As part of the run-up to Global Frackdown day, I had written a brief comment to this piece on the Huffington Post:  http://www.huffingtonpost.com/mark-ruffalo/global-frackdown_b_4121582.html. I have been having an exchange with another commenter. Below is his comment and an extended version of my reply. (I had to break it in two and edit it to fit HuffPo’s word count.)

Feynmanscat:  They had a about 100 people. They also had supporters in that group. How does Oil & Gas affect people in Binghamton?

Me:  There were a handful of drilling supporters there, who tried to disrupt the speakers with a bullhorn, which wasn’t too swift of them, given that the mayor of Binghamton was there, so police arrived quickly. Permits were granted for the Global Frackdown event, and, while all were welcome to attend with their signs, none are allowed to disrupt a permitted event.

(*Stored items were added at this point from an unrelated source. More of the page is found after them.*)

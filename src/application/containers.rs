//! Container lifecycle and health verification
//!
//! Replacement is stop-then-start: the previous containers are gone before
//! the new ones run. Named volumes and the bind-mounted `static/` directory
//! survive because only containers are removed.

use std::thread;
use std::time::Duration;

use crate::domain::entities::{ContainerSet, EnvironmentProfile};
use crate::domain::ports::{DeployEvent, DeployEventSink, RemoteShell};
use crate::domain::services::{health, DockerCommands};
use crate::domain::value_objects::Stage;
use crate::error::{DeployError, DeployResult};

use super::remote::{exec, exec_ok, probe};

/// Ensure volumes, remove old containers, start new ones.
pub fn replace_containers(
    shell: &dyn RemoteShell,
    profile: &EnvironmentProfile,
    set: &ContainerSet,
    events: &dyn DeployEventSink,
) -> DeployResult<()> {
    let docker = DockerCommands::new(profile.privilege);
    let failure = |operation: String| {
        move |reason: String| DeployError::ContainerFailure { operation, reason }
    };

    for volume in set.volume_names() {
        let exists = probe(shell, events, &docker.volume_inspect(&volume))
            .map_err(|e| failure(format!("inspect volume {}", volume))(e.to_string()))?;
        if !exists {
            exec_ok(shell, events, &docker.volume_create(&volume))
                .map_err(failure(format!("create volume {}", volume)))?;
            events.on_event(DeployEvent::VolumeCreated { name: volume });
        }
    }

    for spec in set.stop_order() {
        let exists = probe(shell, events, &docker.container_inspect(&spec.name))
            .map_err(|e| failure(format!("inspect {}", spec.name))(e.to_string()))?;
        if !exists {
            continue;
        }
        // A non-zero `stop` on an already stopped container is fine; a lost
        // session is not.
        exec(shell, events, &docker.stop(&spec.name))
            .map_err(|e| failure(format!("stop {}", spec.name))(e.to_string()))?;
        exec_ok(shell, events, &docker.remove(&spec.name))
            .map_err(failure(format!("remove {}", spec.name)))?;
        events.on_event(DeployEvent::ContainerRemoved {
            name: spec.name.clone(),
        });
    }

    for spec in set.start_order() {
        exec_ok(shell, events, &docker.run_detached(spec))
            .map_err(failure(format!("start {}", spec.name)))?;
        events.on_event(DeployEvent::ContainerStarted {
            name: spec.name.clone(),
        });
    }

    Ok(())
}

/// Health polling parameters
#[derive(Debug, Clone, Copy, PartialEq, Eq)]
pub struct HealthPolicy {
    pub settle: Duration,
    pub retries: u32,
    pub interval: Duration,
}

#[derive(Debug, Clone, PartialEq, Eq)]
pub enum HealthOutcome {
    Healthy { attempts: u32 },
    Unhealthy { attempts: u32, last_status: Option<u16> },
}

impl HealthOutcome {
    pub fn is_healthy(&self) -> bool {
        matches!(self, HealthOutcome::Healthy { .. })
    }
}

/// Wait `settle`, then probe the health endpoint up to `retries` times.
pub fn verify_health(
    shell: &dyn RemoteShell,
    profile: &EnvironmentProfile,
    policy: HealthPolicy,
    events: &dyn DeployEventSink,
) -> HealthOutcome {
    if !policy.settle.is_zero() {
        events.on_event(DeployEvent::Info {
            stage: Stage::Health,
            message: format!("waiting {}s for containers to settle", policy.settle.as_secs()),
        });
        thread::sleep(policy.settle);
    }

    let command = health::probe_command(profile.app_port, &profile.health_path);
    let max = policy.retries.max(1);
    let mut last_status = None;

    for attempt in 1..=max {
        let status = exec(shell, events, &command)
            .ok()
            .and_then(|out| health::parse_status(&out.stdout));
        events.on_event(DeployEvent::HealthAttempt {
            attempt,
            max,
            status,
        });
        if health::is_healthy(status) {
            return HealthOutcome::Healthy { attempts: attempt };
        }
        last_status = status;
        if attempt < max {
            thread::sleep(policy.interval);
        }
    }

    HealthOutcome::Unhealthy {
        attempts: max,
        last_status,
    }
}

The effects in the Binghamton area are more from gas development than oil; given our geography, there is little oil or even natural gas liquids in our rock strata. There are some conventional gas wells in our area and significant gas infrastructure, including the Millennium pipeline, which, even though it is new, has had problems with faulty welds and leaks. Our county borders PA, where high volume horizontal hydrofracking is underway. The current impacts include increased truck traffic; transport and disposal of drill cuttings in NY landfills, some of which exceed the allowed amount of radioactivity for conventional landfill disposal; transport and treatment of wastewater, which also needs special handling; increased air pollution; and tensions within the community between those who favor opening NY to HVHF and those who do not.

Potential areas of concern include the hash that the NYSDEC has made of the environmental impact statement process for HVHF, including the current problems with the secretive health review that was belatedly thrown at DOH Commissioner Shah; the compulsory integration statute that would force unwilling landowners to allow drilling under their land if only 60% of a 640-acre spacing unit is leased; the status of local bans, moratoria, and zoning regulations; pipeline and compressor stations build-out, including the extensive use of eminent domain for the profit of private companies rather than for public works; the possible permitting of LNG facilities; the possibility that the current moratorium on HVHF would be lifted and expose our communities to negative environmental, health, and social impacts; and the risks of global climate change, particularly the increase in flooding danger, as we have suffered two historic floods in our area in 2006 and 2011, from which we are still recovering.